В литературе во всякой изображенной сцене есть знаки ситуации – поклоны, приветствия, поцелуи и прочие этикетные действия, пояснения повествователя типа «говорил, мешая ложечкой в стакане» и т. п. В драме сведения об этих действиях содержатся не только в ремарках, но и в репликах персонажей. Такие знаки – всегда наиболее характерные действия; их цель – экономно обозначить содержание ситуации.

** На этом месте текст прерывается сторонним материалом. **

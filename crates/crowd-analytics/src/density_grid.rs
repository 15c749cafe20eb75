use common::crowd::{GridDimensions, Track};
use ndarray::Array2;
use serde::{Deserialize, Serialize};
use std::fmt;

/// Grid cell coordinate, row-major.
#[derive(Debug, Clone, Copy, PartialEq, Eq, Hash, PartialOrd, Ord, Serialize, Deserialize)]
pub struct CellCoord {
    pub row: usize,
    pub col: usize,
}

impl CellCoord {
    pub fn new(row: usize, col: usize) -> Self {
        Self { row, col }
    }
}

impl fmt::Display for CellCoord {
    fn fmt(&self, f: &mut fmt::Formatter<'_>) -> fmt::Result {
        write!(f, "({},{})", self.row, self.col)
    }
}

/// Where one track landed in this frame's grid.
#[derive(Debug, Clone, PartialEq)]
pub struct Placement {
    pub track: Track,
    pub anchor: (i32, i32),
    /// `None` when the anchor fell outside the frame
    pub cell: Option<CellCoord>,
}

/// Occupancy counts for one frame. Immutable once binned.
#[derive(Debug, Clone, PartialEq)]
pub struct DensityGrid {
    counts: Array2<u32>,
    cell_width: u32,
    cell_height: u32,
}

/// Result of binning a frame's tracks.
#[derive(Debug, Clone)]
pub struct Binning {
    pub grid: DensityGrid,
    pub placements: Vec<Placement>,
}

impl DensityGrid {
    /// Bin each track's anchor point into an N×N grid over the frame.
    ///
    /// Cells are `max(1, dim / n)` pixels; the last row and column absorb the
    /// remainder. Anchors outside `[0, width) × [0, height)` are dropped.
    pub fn bin(tracks: &[Track], frame_width: u32, frame_height: u32, grid_size: usize) -> Binning {
        let n = grid_size.max(1);
        let n_u32 = u32::try_from(n).unwrap_or(u32::MAX);
        let cell_width = (frame_width / n_u32).max(1);
        let cell_height = (frame_height / n_u32).max(1);

        let mut counts = Array2::<u32>::zeros((n, n));
        let mut placements = Vec::with_capacity(tracks.len());

        for track in tracks {
            let anchor = track.bbox.anchor();
            let cell = Self::cell_of(anchor, frame_width, frame_height, cell_width, cell_height, n);
            if let Some(c) = cell {
                counts[[c.row, c.col]] += 1;
            }
            placements.push(Placement {
                track: track.clone(),
                anchor,
                cell,
            });
        }

        Binning {
            grid: Self {
                counts,
                cell_width,
                cell_height,
            },
            placements,
        }
    }

    fn cell_of(
        (cx, cy): (i32, i32),
        frame_width: u32,
        frame_height: u32,
        cell_width: u32,
        cell_height: u32,
        n: usize,
    ) -> Option<CellCoord> {
        let x = u32::try_from(cx).ok().filter(|x| *x < frame_width)?;
        let y = u32::try_from(cy).ok().filter(|y| *y < frame_height)?;
        let col = ((x / cell_width) as usize).min(n - 1);
        let row = ((y / cell_height) as usize).min(n - 1);
        Some(CellCoord::new(row, col))
    }

    pub fn counts(&self) -> &Array2<u32> {
        &self.counts
    }

    pub fn grid_size(&self) -> usize {
        self.counts.nrows()
    }

    pub fn dimensions(&self) -> GridDimensions {
        let (rows, cols) = self.counts.dim();
        GridDimensions { rows, cols }
    }

    pub fn cell_size(&self) -> (u32, u32) {
        (self.cell_width, self.cell_height)
    }

    pub fn count(&self, cell: CellCoord) -> u32 {
        self.counts.get([cell.row, cell.col]).copied().unwrap_or(0)
    }

    pub fn total(&self) -> u32 {
        self.counts.sum()
    }

    pub fn max(&self) -> u32 {
        self.counts.iter().copied().max().unwrap_or(0)
    }

    pub fn is_empty(&self) -> bool {
        self.counts.iter().all(|c| *c == 0)
    }

    /// Cells paired with their counts, row-major.
    pub fn cells(&self) -> impl Iterator<Item = (CellCoord, u32)> + '_ {
        self.counts
            .indexed_iter()
            .map(|((row, col), count)| (CellCoord::new(row, col), *count))
    }

    /// Nested rows as serialised into reports and live messages.
    pub fn to_rows(&self) -> Vec<Vec<u32>> {
        self.counts.rows().into_iter().map(|r| r.to_vec()).collect()
    }
}

#[cfg(test)]
mod tests {
    use super::*;
    use common::crowd::{PixelBox, TrackId};

    fn track(id: u64, x1: i32, y1: i32, x2: i32, y2: i32) -> Track {
        Track {
            id: TrackId(id),
            bbox: PixelBox::new(x1, y1, x2, y2),
            confidence: Some(0.9),
        }
    }

    #[test]
    fn test_bin_counts_by_anchor() {
        // 400x400 frame, 4x4 grid -> 100px cells
        let tracks = vec![
            track(1, 10, 0, 30, 50),   // anchor (20, 40)   -> (0,0)
            track(2, 150, 100, 170, 200), // anchor (160, 180) -> (1,1)
            track(3, 150, 110, 170, 210), // anchor (160, 190) -> (1,1)
        ];
        let binning = DensityGrid::bin(&tracks, 400, 400, 4);

        assert_eq!(binning.grid.count(CellCoord::new(0, 0)), 1);
        assert_eq!(binning.grid.count(CellCoord::new(1, 1)), 2);
        assert_eq!(binning.grid.total(), 3);
        assert_eq!(binning.placements[1].anchor, (160, 180));
    }

    #[test]
    fn test_last_cell_absorbs_remainder() {
        // 10 / 3 = 3px cells; x=9 -> 9/3 = 3 -> clamped to column 2
        let tracks = vec![track(1, 8, 0, 10, 10)];
        let binning = DensityGrid::bin(&tracks, 10, 10, 3);
        assert_eq!(binning.placements[0].cell, Some(CellCoord::new(2, 2)));
        assert_eq!(binning.grid.cell_size(), (3, 3));
    }

    #[test]
    fn test_out_of_bounds_anchor_dropped() {
        let tracks = vec![
            track(1, -50, 0, -10, 10),
            track(2, 0, 90, 10, 200),
            track(3, 10, 10, 20, 20),
        ];
        let binning = DensityGrid::bin(&tracks, 100, 100, 4);

        assert_eq!(binning.grid.total(), 1);
        assert_eq!(binning.placements.len(), 3);
        assert!(binning.placements[0].cell.is_none());
        assert!(binning.placements[1].cell.is_none());
    }

    #[test]
    fn test_sum_equals_in_bounds_tracks() {
        let tracks: Vec<Track> = (0..40)
            .map(|i| {
                let x = i * 37 - 200;
                let y = i * 23 - 100;
                track(i as u64, x, y, x + 30, y + 80)
            })
            .collect();

        for n in 3..=8 {
            let binning = DensityGrid::bin(&tracks, 640, 480, n);
            let in_bounds = binning.placements.iter().filter(|p| p.cell.is_some()).count();
            assert_eq!(binning.grid.total() as usize, in_bounds);
        }
    }

    #[test]
    fn test_binning_is_idempotent() {
        let tracks = vec![track(1, 0, 0, 40, 100), track(2, 300, 200, 340, 300)];
        let a = DensityGrid::bin(&tracks, 640, 480, 5);
        let b = DensityGrid::bin(&tracks, 640, 480, 5);
        assert_eq!(a.grid, b.grid);
    }

    #[test]
    fn test_tiny_frame_uses_unit_cells() {
        let tracks = vec![track(1, 0, 0, 2, 2)];
        let binning = DensityGrid::bin(&tracks, 2, 2, 8);
        assert_eq!(binning.grid.cell_size(), (1, 1));
        assert_eq!(binning.grid.total(), 1);
    }

    #[test]
    fn test_to_rows_layout() {
        let tracks = vec![track(1, 350, 0, 370, 10)];
        let binning = DensityGrid::bin(&tracks, 400, 400, 4);
        let rows = binning.grid.to_rows();
        assert_eq!(rows.len(), 4);
        assert_eq!(rows[0], vec![0, 0, 0, 1]);
        assert_eq!(binning.grid.dimensions(), GridDimensions { rows: 4, cols: 4 });
    }
}
use common::crowd::{Track, TrackId};
use image::Rgb;
use std::collections::{HashMap, VecDeque};

/// Displacement (px) a trail must exceed before it is drawn.
const MIN_ARROW_MAGNITUDE: f32 = 5.0;

/// Drawn arrow length in pixels.
const ARROW_LENGTH: f32 = 15.0;

#[derive(Debug, Clone, Copy, PartialEq, Eq)]
pub enum SpeedClass {
    Slow,
    Moderate,
    Fast,
}

impl SpeedClass {
    pub fn color(&self) -> Rgb<u8> {
        match self {
            SpeedClass::Slow => Rgb([0, 255, 0]),
            SpeedClass::Moderate => Rgb([255, 255, 0]),
            SpeedClass::Fast => Rgb([255, 0, 0]),
        }
    }
}

/// Direction-of-travel arrow for one track.
#[derive(Debug, Clone, PartialEq)]
pub struct Motion {
    pub track: TrackId,
    pub start: (i32, i32),
    pub end: (i32, i32),
    /// First-to-last displacement over the trail, in pixels
    pub magnitude: f32,
    pub speed: SpeedClass,
}

/// Recent anchor points per track, used only for motion arrows.
#[derive(Debug, Clone)]
pub struct TrackTrails {
    trails: HashMap<TrackId, VecDeque<(i32, i32)>>,
    capacity: usize,
    min_samples: usize,
    speed_low: f32,
    speed_high: f32,
}

impl TrackTrails {
    pub fn new(capacity: usize, min_samples: usize, speed_low: f32, speed_high: f32) -> Self {
        Self {
            trails: HashMap::new(),
            capacity: capacity.max(1),
            min_samples,
            speed_low,
            speed_high,
        }
    }

    pub fn len(&self) -> usize {
        self.trails.len()
    }

    pub fn is_empty(&self) -> bool {
        self.trails.is_empty()
    }

    pub fn trail(&self, id: TrackId) -> Option<&VecDeque<(i32, i32)>> {
        self.trails.get(&id)
    }

    fn classify(&self, magnitude: f32) -> SpeedClass {
        if magnitude > self.speed_high {
            SpeedClass::Fast
        } else if magnitude > self.speed_low {
            SpeedClass::Moderate
        } else {
            SpeedClass::Slow
        }
    }

    /// Record this frame's anchors, forget tracks that are no longer present
    /// and return the arrows to draw.
    pub fn update(&mut self, tracks: &[Track]) -> Vec<Motion> {
        let mut motions = Vec::new();

        for track in tracks {
            let anchor = track.bbox.anchor();
            let trail = self.trails.entry(track.id).or_default();
            if trail.len() == self.capacity {
                trail.pop_front();
            }
            trail.push_back(anchor);

            if trail.len() <= self.min_samples {
                continue;
            }
            let (Some(first), Some(last)) = (trail.front(), trail.back()) else {
                continue;
            };
            let dx = (i64::from(last.0) - i64::from(first.0)) as f32;
            let dy = (i64::from(last.1) - i64::from(first.1)) as f32;
            let magnitude = dx.hypot(dy);
            if magnitude <= MIN_ARROW_MAGNITUDE {
                continue;
            }

            let end = (
                anchor.0.saturating_add((dx / magnitude * ARROW_LENGTH) as i32),
                anchor.1.saturating_add((dy / magnitude * ARROW_LENGTH) as i32),
            );
            motions.push(Motion {
                track: track.id,
                start: anchor,
                end,
                magnitude,
                speed: self.classify(magnitude),
            });
        }

        let present: std::collections::HashSet<TrackId> = tracks.iter().map(|t| t.id).collect();
        self.trails.retain(|id, _| present.contains(id));

        motions
    }
}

У Чехова количество таких знаков минимально. Диалог, сцена у него гораздо обильнее снабжаются предметными деталями иного толка. Когда о. Христофор в приведенном выше примере намазывает икру на хлеб в первый раз, это можно трактовать еще как знак ситуации. Но через несколько строк на такое же действие снова обращено внимание читателя – и это для ситуации уже «не нужно». Это не сигнал и не характеристика, но показатель чего-то другого, более общего – особого видения человека в мире – в совокупности всех его разовых, неповторяющихся действий и неучтимовозникающих подробностей обстановки.
После натуральной школы и литературы шестидесятников роль бытового, вещного фона в коммуникативной сцене возросла чрезвычайно. И все же это именно фон, подчеркивающий нужные смысловые акценты, плоский театральный задник, который не может быть «вдвинут» в диалог и участвовать в нем на равных правах с персонажем.
Мир вещей у Чехова – не фон, не периферия сцены. Свет авторского внимания направлен на него так же, как на героев и их действия.
Сцена не освобождена от окружающих предметов и случайностей обстановки даже тогда, когда она – в числе самых значимых для фабулы.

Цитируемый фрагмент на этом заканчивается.